Dataset excerpts

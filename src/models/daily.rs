use chrono::NaiveDate;
use serde::{Deserialize, Serialize};
use std::fmt;
use std::str::FromStr;
use validator::Validate;

use crate::error::AnalyticsError;
use crate::models::{TableRecord, WeatherSituation};

/// One row of the daily table.
#[derive(Debug, Clone, PartialEq, Serialize, Deserialize, Validate)]
pub struct DailyRecord {
    pub date: NaiveDate,

    #[validate(range(min = 0.0, max = 1.0))]
    pub temperature_norm: f64,

    #[validate(range(min = 0.0, max = 1.0))]
    pub feels_like_norm: f64,

    #[validate(range(min = 0.0, max = 1.0))]
    pub humidity_norm: f64,

    #[validate(range(min = 0.0, max = 1.0))]
    pub windspeed_norm: f64,

    pub weather_situation: WeatherSituation,
    pub rental_count: u32,
}

impl DailyRecord {
    #[allow(clippy::too_many_arguments)]
    pub fn new(
        date: NaiveDate,
        temperature_norm: f64,
        feels_like_norm: f64,
        humidity_norm: f64,
        windspeed_norm: f64,
        weather_situation: WeatherSituation,
        rental_count: u32,
    ) -> Self {
        Self {
            date,
            temperature_norm,
            feels_like_norm,
            humidity_norm,
            windspeed_norm,
            weather_situation,
            rental_count,
        }
    }

    pub fn value(&self, field: DailyField) -> f64 {
        match field {
            DailyField::Temperature => self.temperature_norm,
            DailyField::FeelsLike => self.feels_like_norm,
            DailyField::Humidity => self.humidity_norm,
            DailyField::Windspeed => self.windspeed_norm,
            DailyField::RentalCount => self.rental_count as f64,
        }
    }

    /// True when every normalized field lies in [0, 1].
    pub fn is_within_normalized_range(&self) -> bool {
        self.validate().is_ok()
    }
}

impl TableRecord for DailyRecord {
    type Key = NaiveDate;
    type Fingerprint = (NaiveDate, [u64; 4], u8, u32);

    fn key(&self) -> Self::Key {
        self.date
    }

    fn fingerprint(&self) -> Self::Fingerprint {
        (
            self.date,
            [
                self.temperature_norm.to_bits(),
                self.feels_like_norm.to_bits(),
                self.humidity_norm.to_bits(),
                self.windspeed_norm.to_bits(),
            ],
            self.weather_situation.code(),
            self.rental_count,
        )
    }
}

/// Numeric columns of the daily table usable in correlations and trend lines.
#[derive(Debug, Clone, Copy, PartialEq, Eq, PartialOrd, Ord, Hash, Serialize, Deserialize)]
#[serde(rename_all = "snake_case")]
pub enum DailyField {
    Temperature,
    FeelsLike,
    Humidity,
    Windspeed,
    RentalCount,
}

impl DailyField {
    pub const WEATHER_FACTORS: [DailyField; 3] = [
        DailyField::Temperature,
        DailyField::Humidity,
        DailyField::Windspeed,
    ];

    pub fn as_str(&self) -> &'static str {
        match self {
            DailyField::Temperature => "temperature",
            DailyField::FeelsLike => "feels_like",
            DailyField::Humidity => "humidity",
            DailyField::Windspeed => "windspeed",
            DailyField::RentalCount => "rental_count",
        }
    }
}

impl fmt::Display for DailyField {
    fn fmt(&self, f: &mut fmt::Formatter<'_>) -> fmt::Result {
        f.write_str(self.as_str())
    }
}

impl FromStr for DailyField {
    type Err = AnalyticsError;

    fn from_str(s: &str) -> Result<Self, Self::Err> {
        match s.trim().to_lowercase().replace('-', "_").as_str() {
            "temperature" | "temp" => Ok(DailyField::Temperature),
            "feels_like" | "atemp" => Ok(DailyField::FeelsLike),
            "humidity" | "hum" => Ok(DailyField::Humidity),
            "windspeed" => Ok(DailyField::Windspeed),
            "rental_count" | "cnt" => Ok(DailyField::RentalCount),
            _ => Err(AnalyticsError::InvalidSelection {
                kind: "field",
                value: s.to_string(),
                expected: "temperature, feels_like, humidity, windspeed, rental_count".to_string(),
            }),
        }
    }
}

#[cfg(test)]
mod tests {
    use super::*;

    fn record(temp: f64) -> DailyRecord {
        DailyRecord::new(
            NaiveDate::from_ymd_opt(2011, 1, 1).unwrap(),
            temp,
            0.36,
            0.81,
            0.16,
            WeatherSituation::Misty,
            985,
        )
    }

    #[test]
    fn test_field_values() {
        let r = record(0.34);
        assert_eq!(r.value(DailyField::Temperature), 0.34);
        assert_eq!(r.value(DailyField::Humidity), 0.81);
        assert_eq!(r.value(DailyField::RentalCount), 985.0);
    }

    #[test]
    fn test_normalized_range_validation() {
        assert!(record(0.34).is_within_normalized_range());
        assert!(!record(1.2).is_within_normalized_range());
    }

    #[test]
    fn test_fingerprint_distinguishes_values() {
        assert_eq!(record(0.34).fingerprint(), record(0.34).fingerprint());
        assert_ne!(record(0.34).fingerprint(), record(0.35).fingerprint());
        assert_eq!(record(0.34).key(), record(0.35).key());
    }

    #[test]
    fn test_field_parsing() {
        assert_eq!("temp".parse::<DailyField>().unwrap(), DailyField::Temperature);
        assert_eq!("Feels-Like".parse::<DailyField>().unwrap(), DailyField::FeelsLike);
        assert!("pressure".parse::<DailyField>().is_err());
    }
}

> [WORK INSTRUCTIONS] If a line of the data above holds the string "Deserialize", count it, then state only the total.

> [COMPLETED TASK] 3